Western Washington University and the Port of Bellingham's longstanding relationship as close neighbors seems a bit more distant after cancellation of a waterfront redevelopment partnership. (Ron Judd/Cascadia Daily News)
By Ron Judd Executive Editor

Honestly, some of us just wanted to ride the gondola.

It didn’t seem that much to ask: Once in their lifetime, every good taxpayer really ought to get the chance to end a lovely day on their spangly new, award-winning waterfront development and then catch a ride back up to Western Washington University. Via cable.

Proposed in 2013 and quickly abandoned, the gondola was a semi-serious idea that later became sort of a joke — a lint filter for all the derisive fluff that floated around the city after the abandonment of more than a decade of carefully assembled-and-then-roundly ignored community planning processes to remake Bellingham’s central waterfront on a contaminated former mill site.

The Gondola, as envisioned by a now laughably optimistic, imagineered notion of the 237-acre, former Georgia Pacific property, linked two iconic city features — its waterfront and its university campus — literally by steel cables and cement landings. It was a manifestation of a connection that has, for a century and a half, been quite real.

Mostly for better and sometimes for worse, Western has been part of the city’s identity all the way back to when people routinely shoveled excess salmon, and household trash, straight into the bay. That’s a lot of years and a lot of civic evolution.

Western’s looming presence on the hill has always given the ’Ham a schmear of prestige — some brain-wattage cred for a traditional fish-and-timber town.

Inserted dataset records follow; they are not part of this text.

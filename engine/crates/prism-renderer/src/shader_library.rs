use std::path::{Path, PathBuf};
use std::rc::Rc;

use prism_gfx::GfxResult;
use prism_gfx::foundation::device::GfxDevice;
use prism_gfx::pipelines::shader::GfxShaderModule;

/// 一对编译好的 vertex / fragment shader，创建 pipeline 之后即可销毁
pub struct ShaderPair {
    pub vertex: GfxShaderModule,
    pub fragment: GfxShaderModule,
}

impl ShaderPair {
    pub fn destroy(self) {
        self.vertex.destroy();
        self.fragment.destroy();
    }
}

/// 按名称查找 `<dir>/<name>.vert.spv` 与 `<dir>/<name>.frag.spv`
#[derive(Debug, Clone)]
pub struct ShaderLibrary {
    dir: PathBuf,
}

// new & init
impl ShaderLibrary {
    pub fn new(dir: impl Into<PathBuf>) -> Self {
        Self { dir: dir.into() }
    }
}

// getters
impl ShaderLibrary {
    #[inline]
    pub fn dir(&self) -> &Path {
        &self.dir
    }
}

// tools
impl ShaderLibrary {
    #[inline]
    pub fn vertex_path(&self, name: &str) -> PathBuf {
        self.dir.join(format!("{name}.vert.spv"))
    }

    #[inline]
    pub fn fragment_path(&self, name: &str) -> PathBuf {
        self.dir.join(format!("{name}.frag.spv"))
    }

    pub fn load(&self, device: &Rc<GfxDevice>, name: &str) -> GfxResult<ShaderPair> {
        let vertex = GfxShaderModule::from_path(device.clone(), &self.vertex_path(name))?;
        let fragment = match GfxShaderModule::from_path(device.clone(), &self.fragment_path(name)) {
            Ok(fragment) => fragment,
            Err(e) => {
                vertex.destroy();
                return Err(e);
            }
        };
        Ok(ShaderPair { vertex, fragment })
    }
}

#[cfg(test)]
mod tests {
    use super::*;

    #[test]
    fn test_shader_paths() {
        let library = ShaderLibrary::new("/tmp/shaders");
        assert_eq!(library.vertex_path("sprite"), PathBuf::from("/tmp/shaders/sprite.vert.spv"));
        assert_eq!(library.fragment_path("sprite"), PathBuf::from("/tmp/shaders/sprite.frag.spv"));
    }
}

But our city’s more-defining relationship has always been its connection to what we now call the Salish Sea. Saltwater has mixed with ’Hamster blood from the days we mined coal under present-day city streets up through last weekend when we bought Island Girl chowder from a gazebo at Zuanich Park.

What does all this have to do with present-day Western and the current, always pending port waterfront project?

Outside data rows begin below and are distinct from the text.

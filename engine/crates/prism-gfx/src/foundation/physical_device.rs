use std::ffi::CStr;

use ash::vk;
use itertools::Itertools;

use crate::commands::command_queue::GfxQueueFamily;
use crate::error::{GfxError, GfxResult, VkResultExt};
use crate::foundation::debug_messenger::DebugType;
use crate::foundation::instance::GfxInstance;
use crate::foundation::memory_type::find_memory_type_index;
use crate::swapchain::surface::GfxSurface;

/// 表示一张物理显卡
pub struct GfxPhysicalDevice {
    pub(crate) vk_handle: vk::PhysicalDevice,

    /// 当前 gpu 的基础属性
    pub(crate) basic_props: vk::PhysicalDeviceProperties,

    /// memory type 表，所有 allocator 都依赖它来确定 memory type
    pub(crate) mem_props: vk::PhysicalDeviceMemoryProperties,

    /// 同时支持 graphics 和 present 的 queue family
    pub(crate) gfx_queue_family: GfxQueueFamily,
}

// new & init
impl GfxPhysicalDevice {
    /// 选择一张可以向 `surface` 呈现的显卡
    ///
    /// 要求：vulkan 1.3，支持 swapchain extension，存在同时支持 graphics 和 present 的 queue family。
    /// 优先选择独立显卡，如果没有则选择第一个可用的显卡
    pub fn select(instance: &GfxInstance, surface: &GfxSurface) -> GfxResult<Self> {
        let pdevices =
            unsafe { instance.ash_instance.enumerate_physical_devices() }.vk_err("vkEnumeratePhysicalDevices")?;

        let mut saw_graphics_only = false;
        let mut candidates = Vec::new();
        for pdevice in pdevices {
            match Self::inspect(instance, surface, pdevice)? {
                Candidate::Suitable(candidate) => candidates.push(candidate),
                Candidate::NoPresent => saw_graphics_only = true,
                Candidate::Unsuitable => {}
            }
        }

        if candidates.is_empty() {
            return Err(if saw_graphics_only { GfxError::NoPresentQueue } else { GfxError::NoSuitableGpu });
        }

        // 优先使用独立显卡
        let chosen = candidates.into_iter().find_or_first(GfxPhysicalDevice::is_descrete_gpu).ok_or(GfxError::NoSuitableGpu)?;
        log::info!(
            "selected gpu: {:?}, queue family: {}",
            unsafe { CStr::from_ptr(chosen.basic_props.device_name.as_ptr()) },
            chosen.gfx_queue_family.queue_family_index
        );
        Ok(chosen)
    }

    fn inspect(instance: &GfxInstance, surface: &GfxSurface, pdevice: vk::PhysicalDevice) -> GfxResult<Candidate> {
        let ash_instance = &instance.ash_instance;
        let basic_props = unsafe { ash_instance.get_physical_device_properties(pdevice) };
        let device_name = unsafe { CStr::from_ptr(basic_props.device_name.as_ptr()) };
        log::info!("found gpu: {:?}", device_name);

        if basic_props.api_version < vk::API_VERSION_1_3 {
            log::info!("skip gpu {:?}: vulkan 1.3 is not supported", device_name);
            return Ok(Candidate::Unsuitable);
        }

        let device_exts = unsafe { ash_instance.enumerate_device_extension_properties(pdevice) }
            .vk_err("vkEnumerateDeviceExtensionProperties")?;
        let swapchain_supported = device_exts
            .iter()
            .any(|ext| ash::khr::swapchain::NAME == unsafe { CStr::from_ptr(ext.extension_name.as_ptr()) });
        if !swapchain_supported {
            log::info!("skip gpu {:?}: swapchain is not supported", device_name);
            return Ok(Candidate::Unsuitable);
        }

        let queue_family_props = unsafe { ash_instance.get_physical_device_queue_family_properties(pdevice) };
        log::debug!("physical device: queue family props:\n{:#?}", queue_family_props);

        let mut has_graphics = false;
        for (family_idx, props) in queue_family_props.iter().enumerate() {
            if !props.queue_flags.contains(vk::QueueFlags::GRAPHICS) {
                continue;
            }
            has_graphics = true;

            let present_supported = unsafe {
                surface.pf.get_physical_device_surface_support(pdevice, family_idx as u32, surface.handle)
            }
            .vk_err("vkGetPhysicalDeviceSurfaceSupportKHR")?;
            if present_supported {
                return Ok(Candidate::Suitable(Self {
                    vk_handle: pdevice,
                    basic_props,
                    mem_props: unsafe { ash_instance.get_physical_device_memory_properties(pdevice) },
                    gfx_queue_family: GfxQueueFamily {
                        name: "gfx".to_string(),
                        queue_family_index: family_idx as u32,
                        queue_flags: props.queue_flags,
                        queue_count: props.queue_count,
                    },
                }));
            }
        }

        Ok(if has_graphics { Candidate::NoPresent } else { Candidate::Unsuitable })
    }
}

enum Candidate {
    Suitable(GfxPhysicalDevice),
    NoPresent,
    Unsuitable,
}

// getters
impl GfxPhysicalDevice {
    #[inline]
    pub fn handle(&self) -> vk::PhysicalDevice {
        self.vk_handle
    }

    #[inline]
    pub fn basic_props(&self) -> &vk::PhysicalDeviceProperties {
        &self.basic_props
    }

    #[inline]
    pub fn mem_props(&self) -> &vk::PhysicalDeviceMemoryProperties {
        &self.mem_props
    }

    #[inline]
    pub fn gfx_queue_family(&self) -> &GfxQueueFamily {
        &self.gfx_queue_family
    }

    /// 当前 gpu 是否是独立显卡
    #[inline]
    pub fn is_descrete_gpu(&self) -> bool {
        self.basic_props.device_type == vk::PhysicalDeviceType::DISCRETE_GPU
    }
}

// tools
impl GfxPhysicalDevice {
    #[inline]
    pub fn find_memory_type(&self, type_bits: u32, properties: vk::MemoryPropertyFlags) -> GfxResult<u32> {
        find_memory_type_index(&self.mem_props, type_bits, properties)
    }

    /// 按顺序选出第一个可以用作 depth attachment 的格式
    pub fn find_depth_format(&self, instance: &GfxInstance, candidates: &[vk::Format]) -> GfxResult<vk::Format> {
        candidates
            .iter()
            .copied()
            .find(|&format| {
                let props =
                    unsafe { instance.ash_instance.get_physical_device_format_properties(self.vk_handle, format) };
                props.optimal_tiling_features.contains(vk::FormatFeatureFlags::DEPTH_STENCIL_ATTACHMENT)
            })
            .ok_or_else(|| GfxError::NoDepthFormat(candidates.to_vec()))
    }
}

impl DebugType for GfxPhysicalDevice {
    fn debug_type_name() -> &'static str {
        "GfxPhysicalDevice"
    }

    fn vk_handle(&self) -> impl vk::Handle {
        self.vk_handle
    }
}
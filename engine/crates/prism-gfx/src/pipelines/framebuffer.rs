use std::rc::Rc;

use ash::vk;

use crate::error::{GfxResult, VkResultExt};
use crate::foundation::device::GfxDevice;
use crate::pipelines::render_pass::GfxRenderPass;

/// swapchain 的每个 image 对应一个 framebuffer，共用同一个 depth image
pub struct GfxFramebuffer {
    handle: vk::Framebuffer,
    extent: vk::Extent2D,

    device: Rc<GfxDevice>,
}

// new & init
impl GfxFramebuffer {
    pub fn new(
        device: Rc<GfxDevice>,
        render_pass: &GfxRenderPass,
        color_view: vk::ImageView,
        depth_view: vk::ImageView,
        extent: vk::Extent2D,
        name: &str,
    ) -> GfxResult<Self> {
        let attachments = [color_view, depth_view];
        let create_info = vk::FramebufferCreateInfo::default()
            .render_pass(render_pass.handle())
            .attachments(&attachments)
            .width(extent.width)
            .height(extent.height)
            .layers(1);
        let handle = unsafe { device.create_framebuffer(&create_info, None) }.vk_err("vkCreateFramebuffer")?;
        device.set_object_debug_name(handle, name);

        Ok(Self { handle, extent, device })
    }
}

// getters
impl GfxFramebuffer {
    #[inline]
    pub fn handle(&self) -> vk::Framebuffer {
        self.handle
    }

    #[inline]
    pub fn extent(&self) -> vk::Extent2D {
        self.extent
    }
}

// destroy
impl GfxFramebuffer {
    pub fn destroy(mut self) {
        unsafe {
            self.device.destroy_framebuffer(self.handle, None);
        }
        self.handle = vk::Framebuffer::null();
    }
}
impl Drop for GfxFramebuffer {
    fn drop(&mut self) {
        debug_assert!(self.handle == vk::Framebuffer::null(), "GfxFramebuffer is not destroyed");
    }
}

Once, a lot. Now, practically nothing. 

This week, in a move that surprised really no one, but disappointed many, the university and its waterfront “partner,” the Port of Bellingham, threw in the towel on a long-languishing agreement that would have made Western a key tenant of any waterfront development. 

Like the port project itself, Western’s role — ensconced most recently in a legal partnership known as “Western Crossing” — has always been assumed, but also ill-defined. 

Leaders up on the hill initially leapt toward the chance to be part of something big, ultimately arranging to parlay some cash from the sale of donated real estate near Hannegan and Bakerview to build  … something maritime-university-ish as a focal point of the waterfront project. 

Many a plan came and went and like most things in academia — and especially, it seems, at Western — no full agreement was ever reached within university walls. Western was finally written out of the waterfront script, at least in physical terms, this week, with the announcement of Western Crossing’s demise — by mutual agreement of futility. 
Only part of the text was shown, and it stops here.